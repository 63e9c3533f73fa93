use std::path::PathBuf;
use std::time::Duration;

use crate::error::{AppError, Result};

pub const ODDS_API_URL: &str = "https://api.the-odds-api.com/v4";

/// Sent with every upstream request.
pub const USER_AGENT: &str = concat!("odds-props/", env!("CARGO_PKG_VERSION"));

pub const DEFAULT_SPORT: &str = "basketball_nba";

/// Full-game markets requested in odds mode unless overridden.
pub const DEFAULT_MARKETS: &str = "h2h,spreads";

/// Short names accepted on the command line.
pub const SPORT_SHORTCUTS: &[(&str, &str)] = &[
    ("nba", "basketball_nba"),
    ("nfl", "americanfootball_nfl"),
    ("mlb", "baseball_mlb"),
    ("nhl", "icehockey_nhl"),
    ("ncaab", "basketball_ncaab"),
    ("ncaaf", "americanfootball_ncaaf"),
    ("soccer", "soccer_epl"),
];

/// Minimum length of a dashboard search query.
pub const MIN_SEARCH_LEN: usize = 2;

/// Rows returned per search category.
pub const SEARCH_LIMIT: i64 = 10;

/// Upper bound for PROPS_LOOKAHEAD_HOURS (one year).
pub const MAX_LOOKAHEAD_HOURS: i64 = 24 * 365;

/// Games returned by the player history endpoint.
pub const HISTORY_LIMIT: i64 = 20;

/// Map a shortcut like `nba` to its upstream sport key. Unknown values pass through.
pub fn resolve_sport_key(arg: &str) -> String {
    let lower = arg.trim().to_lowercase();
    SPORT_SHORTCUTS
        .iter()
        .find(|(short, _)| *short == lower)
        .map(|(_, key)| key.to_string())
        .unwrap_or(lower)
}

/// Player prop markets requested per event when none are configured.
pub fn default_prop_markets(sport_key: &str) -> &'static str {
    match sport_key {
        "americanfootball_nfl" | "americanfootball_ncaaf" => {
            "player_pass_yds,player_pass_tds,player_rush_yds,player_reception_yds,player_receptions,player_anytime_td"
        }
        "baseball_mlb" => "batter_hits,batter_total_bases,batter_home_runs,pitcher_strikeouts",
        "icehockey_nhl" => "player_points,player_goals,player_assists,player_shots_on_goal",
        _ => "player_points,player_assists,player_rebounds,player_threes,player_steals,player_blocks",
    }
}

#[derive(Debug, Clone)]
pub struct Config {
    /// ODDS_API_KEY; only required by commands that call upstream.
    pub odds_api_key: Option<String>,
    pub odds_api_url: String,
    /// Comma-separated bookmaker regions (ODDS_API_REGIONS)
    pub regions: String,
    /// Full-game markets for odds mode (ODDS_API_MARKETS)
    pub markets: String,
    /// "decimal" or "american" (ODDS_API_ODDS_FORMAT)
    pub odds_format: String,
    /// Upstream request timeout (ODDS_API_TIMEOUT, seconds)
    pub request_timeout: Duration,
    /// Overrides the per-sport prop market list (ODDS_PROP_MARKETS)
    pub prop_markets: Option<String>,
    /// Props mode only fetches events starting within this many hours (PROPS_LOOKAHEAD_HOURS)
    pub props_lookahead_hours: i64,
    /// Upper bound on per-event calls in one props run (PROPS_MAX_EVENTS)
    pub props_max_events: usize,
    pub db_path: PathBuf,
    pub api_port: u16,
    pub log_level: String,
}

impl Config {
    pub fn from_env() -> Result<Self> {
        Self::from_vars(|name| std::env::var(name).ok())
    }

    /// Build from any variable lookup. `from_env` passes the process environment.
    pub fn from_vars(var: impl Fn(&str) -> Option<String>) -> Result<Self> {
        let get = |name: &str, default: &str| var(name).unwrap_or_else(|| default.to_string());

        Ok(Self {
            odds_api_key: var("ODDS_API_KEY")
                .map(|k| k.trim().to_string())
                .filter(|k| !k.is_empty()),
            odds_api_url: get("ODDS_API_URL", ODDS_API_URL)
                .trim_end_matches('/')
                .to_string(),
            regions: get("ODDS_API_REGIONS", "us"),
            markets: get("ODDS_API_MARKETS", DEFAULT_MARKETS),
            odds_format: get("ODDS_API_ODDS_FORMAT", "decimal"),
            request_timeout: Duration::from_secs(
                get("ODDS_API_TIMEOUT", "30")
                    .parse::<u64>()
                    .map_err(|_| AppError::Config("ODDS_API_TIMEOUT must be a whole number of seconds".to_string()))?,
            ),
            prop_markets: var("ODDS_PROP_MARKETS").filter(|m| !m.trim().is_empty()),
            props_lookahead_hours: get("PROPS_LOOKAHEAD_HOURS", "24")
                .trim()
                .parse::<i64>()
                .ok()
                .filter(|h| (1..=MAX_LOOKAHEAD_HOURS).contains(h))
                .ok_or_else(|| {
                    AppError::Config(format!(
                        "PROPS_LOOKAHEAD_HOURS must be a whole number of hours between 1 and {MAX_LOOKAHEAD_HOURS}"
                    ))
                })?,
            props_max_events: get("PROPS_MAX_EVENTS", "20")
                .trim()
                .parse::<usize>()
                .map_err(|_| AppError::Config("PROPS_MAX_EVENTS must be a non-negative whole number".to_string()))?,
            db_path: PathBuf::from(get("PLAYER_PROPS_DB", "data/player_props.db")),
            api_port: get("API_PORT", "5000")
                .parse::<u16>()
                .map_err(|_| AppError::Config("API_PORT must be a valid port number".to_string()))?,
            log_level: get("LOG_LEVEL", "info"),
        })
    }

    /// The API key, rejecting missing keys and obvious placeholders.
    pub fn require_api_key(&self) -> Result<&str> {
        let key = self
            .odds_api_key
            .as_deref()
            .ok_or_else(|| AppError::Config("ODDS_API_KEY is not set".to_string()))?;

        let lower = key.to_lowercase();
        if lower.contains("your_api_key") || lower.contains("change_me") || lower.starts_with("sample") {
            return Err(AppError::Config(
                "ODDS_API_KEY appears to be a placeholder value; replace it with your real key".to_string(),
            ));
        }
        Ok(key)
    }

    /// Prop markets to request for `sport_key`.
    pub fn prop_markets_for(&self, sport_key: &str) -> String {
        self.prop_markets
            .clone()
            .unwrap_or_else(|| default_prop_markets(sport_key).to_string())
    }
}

→ WHAT NEEDS TO BE DONE
Line by line, reproduce the material exactly.

→ EXERCISE RESPONSE
repository 63e9c3533f73fa93
use std::path::PathBuf;
use std::time::Duration;

use crate::error::{AppError, Result};

pub const ODDS_API_URL: &str = "https://api.the-odds-api.com/v4";

/// Sent with every upstream request.
pub const USER_AGENT: &str = concat!("odds-props/", env!("CARGO_PKG_VERSION"));

pub const DEFAULT_SPORT: &str = "basketball_nba";

/// Full-game markets requested in odds mode unless overridden.
pub const DEFAULT_MARKETS: &str = "h2h,spreads";

/// Short names accepted on the command line.
pub const SPORT_SHORTCUTS: &[(&str, &str)] = &[
    ("nba", "basketball_nba"),
    ("nfl", "americanfootball_nfl"),
    ("mlb", "baseball_mlb"),
    ("nhl", "icehockey_nhl"),
    ("ncaab", "basketball_ncaab"),
    ("ncaaf", "americanfootball_ncaaf"),
    ("soccer", "soccer_epl"),
];

/// Minimum length of a dashboard search query.
pub const MIN_SEARCH_LEN: usize = 2;

/// Rows returned per search category.
pub const SEARCH_LIMIT: i64 = 10;

/// Upper bound for PROPS_LOOKAHEAD_HOURS (one year).
pub const MAX_LOOKAHEAD_HOURS: i64 = 24 * 365;

/// Games returned by the player history endpoint.
pub const HISTORY_LIMIT: i64 = 20;

/// Map a shortcut like `nba` to its upstream sport key. Unknown values pass through.
pub fn resolve_sport_key(arg: &str) -> String {
    let lower = arg.trim().to_lowercase();
    SPORT_SHORTCUTS
        .iter()
        .find(|(short, _)| *short == lower)
        .map(|(_, key)| key.to_string())
        .unwrap_or(lower)
}

/// Player prop markets requested per event when none are configured.
pub fn default_prop_markets(sport_key: &str) -> &'static str {
    match sport_key {
        "americanfootball_nfl" | "americanfootball_ncaaf" => {
            "player_pass_yds,player_pass_tds,player_rush_yds,player_reception_yds,player_receptions,player_anytime_td"
        }
        "baseball_mlb" => "batter_hits,batter_total_bases,batter_home_runs,pitcher_strikeouts",
        "icehockey_nhl" => "player_points,player_goals,player_assists,player_shots_on_goal",
        _ => "player_points,player_assists,player_rebounds,player_threes,player_steals,player_blocks",
    }
}

#[derive(Debug, Clone)]
pub struct Config {
    /// ODDS_API_KEY; only required by commands that call upstream.
    pub odds_api_key: Option<String>,
    pub odds_api_url: String,
    /// Comma-separated bookmaker regions (ODDS_API_REGIONS)
    pub regions: String,
    /// Full-game markets for odds mode (ODDS_API_MARKETS)
    pub markets: String,
    /// "decimal" or "american" (ODDS_API_ODDS_FORMAT)
    pub odds_format: String,
    /// Upstream request timeout (ODDS_API_TIMEOUT, seconds)
    pub request_timeout: Duration,
    /// Overrides the per-sport prop market list (ODDS_PROP_MARKETS)
    pub prop_markets: Option<String>,
    /// Props mode only fetches events starting within this many hours (PROPS_LOOKAHEAD_HOURS)
    pub props_lookahead_hours: i64,
    /// Upper bound on per-event calls in one props run (PROPS_MAX_EVENTS)
    pub props_max_events: usize,
    pub db_path: PathBuf,
    pub api_port: u16,
    pub log_level: String,
}

impl Config {
    pub fn from_env() -> Result<Self> {
        Self::from_vars(|name| std::env::var(name).ok())
    }

    /// Build from any variable lookup. `from_env` passes the process environment.
    pub fn from_vars(var: impl Fn(&str) -> Option<String>) -> Result<Self> {
        let get = |name: &str, default: &str| var(name).unwrap_or_else(|| default.to_string());

        Ok(Self {
            odds_api_key: var("ODDS_API_KEY")
                .map(|k| k.trim().to_string())
                .filter(|k| !k.is_empty()),
            odds_api_url: get("ODDS_API_URL", ODDS_API_URL)
                .trim_end_matches('/')
                .to_string(),
            regions: get("ODDS_API_REGIONS", "us"),
            markets: get("ODDS_API_MARKETS", DEFAULT_MARKETS),
            odds_format: get("ODDS_API_ODDS_FORMAT", "decimal"),
            request_timeout: Duration::from_secs(
                get("ODDS_API_TIMEOUT", "30")
                    .parse::<u64>()
                    .map_err(|_| AppError::Config("ODDS_API_TIMEOUT must be a whole number of seconds".to_string()))?,
            ),
            prop_markets: var("ODDS_PROP_MARKETS").filter(|m| !m.trim().is_empty()),
            props_lookahead_hours: get("PROPS_LOOKAHEAD_HOURS", "24")
                .trim()
                .parse::<i64>()
                .ok()
                .filter(|h| (1..=MAX_LOOKAHEAD_HOURS).contains(h))
                .ok_or_else(|| {
                    AppError::Config(format!(
                        "PROPS_LOOKAHEAD_HOURS must be a whole number of hours between 1 and {MAX_LOOKAHEAD_HOURS}"
                    ))
                })?,
            props_max_events: get("PROPS_MAX_EVENTS", "20")
                .trim()
                .parse::<usize>()
                .map_err(|_| AppError::Config("PROPS_MAX_EVENTS must be a non-negative whole number".to_string()))?,
            db_path: PathBuf::from(get("PLAYER_PROPS_DB", "data/player_props.db")),
            api_port: get("API_PORT", "5000")
                .parse::<u16>()
                .map_err(|_| AppError::Config("API_PORT must be a valid port number".to_string()))?,
            log_level: get("LOG_LEVEL", "info"),
        })
    }

    /// The API key, rejecting missing keys and obvious placeholders.
    pub fn require_api_key(&self) -> Result<&str> {
        let key = self
            .odds_api_key
            .as_deref()
            .ok_or_else(|| AppError::Config("ODDS_API_KEY is not set".to_string()))?;

        let lower = key.to_lowercase();
        if lower.contains("your_api_key") || lower.contains("change_me") || lower.starts_with("sample") {
            return Err(AppError::Config(
                "ODDS_API_KEY appears to be a placeholder value; replace it with your real key".to_string(),
            ));
        }
        Ok(key)
    }

    /// Prop markets to request for `sport_key`.
    pub fn prop_markets_for(&self, sport_key: &str) -> String {
        self.prop_markets
            .clone()
            .unwrap_or_else(|| default_prop_markets(sport_key).to_string())
    }
}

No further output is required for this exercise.